## EXERCISE PROMPT:
Report every line of the entries that contains the word "cluster".

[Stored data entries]

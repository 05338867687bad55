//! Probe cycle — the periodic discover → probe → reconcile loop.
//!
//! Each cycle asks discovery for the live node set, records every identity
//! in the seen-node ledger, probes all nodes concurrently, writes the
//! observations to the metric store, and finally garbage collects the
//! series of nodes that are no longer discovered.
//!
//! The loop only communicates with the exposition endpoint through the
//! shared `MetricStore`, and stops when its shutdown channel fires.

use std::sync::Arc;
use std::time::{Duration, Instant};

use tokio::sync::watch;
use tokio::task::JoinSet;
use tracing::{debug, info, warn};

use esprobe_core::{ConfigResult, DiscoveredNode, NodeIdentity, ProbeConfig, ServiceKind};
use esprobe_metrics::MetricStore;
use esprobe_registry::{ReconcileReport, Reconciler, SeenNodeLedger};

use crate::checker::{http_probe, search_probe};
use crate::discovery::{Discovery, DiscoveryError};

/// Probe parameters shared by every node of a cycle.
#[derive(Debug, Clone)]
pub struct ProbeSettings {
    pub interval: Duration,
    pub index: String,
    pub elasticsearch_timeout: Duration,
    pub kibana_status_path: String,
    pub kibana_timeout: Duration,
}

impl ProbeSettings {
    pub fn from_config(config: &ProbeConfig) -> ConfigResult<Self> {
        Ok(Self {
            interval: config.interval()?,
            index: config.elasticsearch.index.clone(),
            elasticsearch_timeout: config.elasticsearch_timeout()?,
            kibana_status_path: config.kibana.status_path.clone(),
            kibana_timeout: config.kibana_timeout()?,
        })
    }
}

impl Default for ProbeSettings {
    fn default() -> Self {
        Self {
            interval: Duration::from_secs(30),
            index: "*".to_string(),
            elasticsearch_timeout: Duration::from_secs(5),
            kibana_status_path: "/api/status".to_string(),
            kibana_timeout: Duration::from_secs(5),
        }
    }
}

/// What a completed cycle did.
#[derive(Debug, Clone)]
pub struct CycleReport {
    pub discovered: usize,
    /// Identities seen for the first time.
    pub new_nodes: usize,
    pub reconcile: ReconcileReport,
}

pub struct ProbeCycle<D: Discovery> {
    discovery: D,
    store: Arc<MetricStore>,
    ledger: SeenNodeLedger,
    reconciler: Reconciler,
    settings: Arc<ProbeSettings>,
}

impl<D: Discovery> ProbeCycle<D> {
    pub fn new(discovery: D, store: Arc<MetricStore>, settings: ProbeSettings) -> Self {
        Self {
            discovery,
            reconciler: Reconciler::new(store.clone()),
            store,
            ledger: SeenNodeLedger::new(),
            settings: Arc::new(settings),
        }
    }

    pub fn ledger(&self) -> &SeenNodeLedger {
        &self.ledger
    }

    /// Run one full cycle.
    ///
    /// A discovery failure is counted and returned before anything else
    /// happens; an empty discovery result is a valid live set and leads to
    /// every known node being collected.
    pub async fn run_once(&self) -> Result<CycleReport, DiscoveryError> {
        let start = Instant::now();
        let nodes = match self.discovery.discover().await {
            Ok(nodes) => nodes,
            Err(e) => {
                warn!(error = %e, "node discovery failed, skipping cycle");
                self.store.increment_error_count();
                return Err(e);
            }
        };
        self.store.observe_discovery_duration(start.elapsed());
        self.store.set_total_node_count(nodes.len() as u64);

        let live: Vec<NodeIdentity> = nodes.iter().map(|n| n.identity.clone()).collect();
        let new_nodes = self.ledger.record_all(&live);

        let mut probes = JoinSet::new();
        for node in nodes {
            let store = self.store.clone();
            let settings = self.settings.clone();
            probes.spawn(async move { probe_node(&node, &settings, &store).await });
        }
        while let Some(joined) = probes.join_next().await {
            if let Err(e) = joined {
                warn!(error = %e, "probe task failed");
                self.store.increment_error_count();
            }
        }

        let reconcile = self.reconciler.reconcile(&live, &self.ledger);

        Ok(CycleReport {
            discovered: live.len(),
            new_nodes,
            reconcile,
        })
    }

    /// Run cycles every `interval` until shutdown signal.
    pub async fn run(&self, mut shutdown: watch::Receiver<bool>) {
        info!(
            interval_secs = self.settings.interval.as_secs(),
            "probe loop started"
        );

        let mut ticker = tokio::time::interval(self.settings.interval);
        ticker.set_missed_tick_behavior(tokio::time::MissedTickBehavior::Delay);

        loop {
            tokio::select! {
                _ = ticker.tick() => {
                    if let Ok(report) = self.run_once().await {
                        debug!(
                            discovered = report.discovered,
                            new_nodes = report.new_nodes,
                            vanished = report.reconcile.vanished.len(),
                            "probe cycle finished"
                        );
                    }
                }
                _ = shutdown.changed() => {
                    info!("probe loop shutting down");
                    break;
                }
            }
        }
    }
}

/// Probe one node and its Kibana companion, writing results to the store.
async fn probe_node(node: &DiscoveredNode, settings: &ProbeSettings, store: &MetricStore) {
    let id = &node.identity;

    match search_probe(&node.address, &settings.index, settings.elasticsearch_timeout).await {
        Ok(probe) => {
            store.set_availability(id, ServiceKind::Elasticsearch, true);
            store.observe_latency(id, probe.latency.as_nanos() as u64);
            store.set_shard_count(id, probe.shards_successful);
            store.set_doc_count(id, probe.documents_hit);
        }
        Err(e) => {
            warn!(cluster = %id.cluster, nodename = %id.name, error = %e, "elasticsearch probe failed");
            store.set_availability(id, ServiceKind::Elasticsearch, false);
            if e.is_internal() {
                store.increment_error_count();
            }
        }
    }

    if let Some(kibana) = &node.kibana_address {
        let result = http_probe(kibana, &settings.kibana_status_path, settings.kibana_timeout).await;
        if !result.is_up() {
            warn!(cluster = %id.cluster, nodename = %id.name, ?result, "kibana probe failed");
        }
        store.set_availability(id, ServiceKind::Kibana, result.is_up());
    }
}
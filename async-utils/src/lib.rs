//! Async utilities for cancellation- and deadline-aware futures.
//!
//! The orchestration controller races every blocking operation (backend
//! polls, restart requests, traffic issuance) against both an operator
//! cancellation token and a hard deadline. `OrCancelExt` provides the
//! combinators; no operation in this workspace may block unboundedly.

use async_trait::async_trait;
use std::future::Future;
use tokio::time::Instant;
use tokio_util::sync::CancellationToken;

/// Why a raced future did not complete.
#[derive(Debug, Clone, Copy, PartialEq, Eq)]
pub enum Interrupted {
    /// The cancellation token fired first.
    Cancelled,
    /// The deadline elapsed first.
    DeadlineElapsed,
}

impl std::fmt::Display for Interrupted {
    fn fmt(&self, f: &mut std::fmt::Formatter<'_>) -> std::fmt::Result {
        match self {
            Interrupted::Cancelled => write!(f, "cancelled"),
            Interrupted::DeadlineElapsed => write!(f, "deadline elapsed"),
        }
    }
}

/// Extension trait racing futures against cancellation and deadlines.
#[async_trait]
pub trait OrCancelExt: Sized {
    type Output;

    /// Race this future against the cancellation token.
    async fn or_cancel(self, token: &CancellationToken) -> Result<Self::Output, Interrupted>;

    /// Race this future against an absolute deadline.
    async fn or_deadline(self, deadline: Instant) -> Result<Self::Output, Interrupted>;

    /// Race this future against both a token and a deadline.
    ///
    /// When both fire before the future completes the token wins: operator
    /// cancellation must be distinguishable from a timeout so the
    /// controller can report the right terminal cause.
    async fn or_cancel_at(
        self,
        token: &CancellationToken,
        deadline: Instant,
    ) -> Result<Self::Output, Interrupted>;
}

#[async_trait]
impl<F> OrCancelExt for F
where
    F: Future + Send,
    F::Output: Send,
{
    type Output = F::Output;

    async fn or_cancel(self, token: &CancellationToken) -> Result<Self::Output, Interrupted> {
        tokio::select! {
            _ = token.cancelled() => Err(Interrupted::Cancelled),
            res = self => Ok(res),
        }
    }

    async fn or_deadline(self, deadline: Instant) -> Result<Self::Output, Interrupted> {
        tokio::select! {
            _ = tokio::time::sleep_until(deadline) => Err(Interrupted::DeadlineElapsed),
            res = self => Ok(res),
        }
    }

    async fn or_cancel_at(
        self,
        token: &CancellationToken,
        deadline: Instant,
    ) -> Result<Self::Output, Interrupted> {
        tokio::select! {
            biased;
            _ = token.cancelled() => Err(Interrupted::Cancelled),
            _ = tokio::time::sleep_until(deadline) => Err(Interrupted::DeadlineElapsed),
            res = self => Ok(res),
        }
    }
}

## TASK SOLUTION:
            warn!(cluster = %id.cluster, nodename = %id.name, error = %e, "elasticsearch probe failed");
            warn!(cluster = %id.cluster, nodename = %id.name, ?result, "kibana probe failed");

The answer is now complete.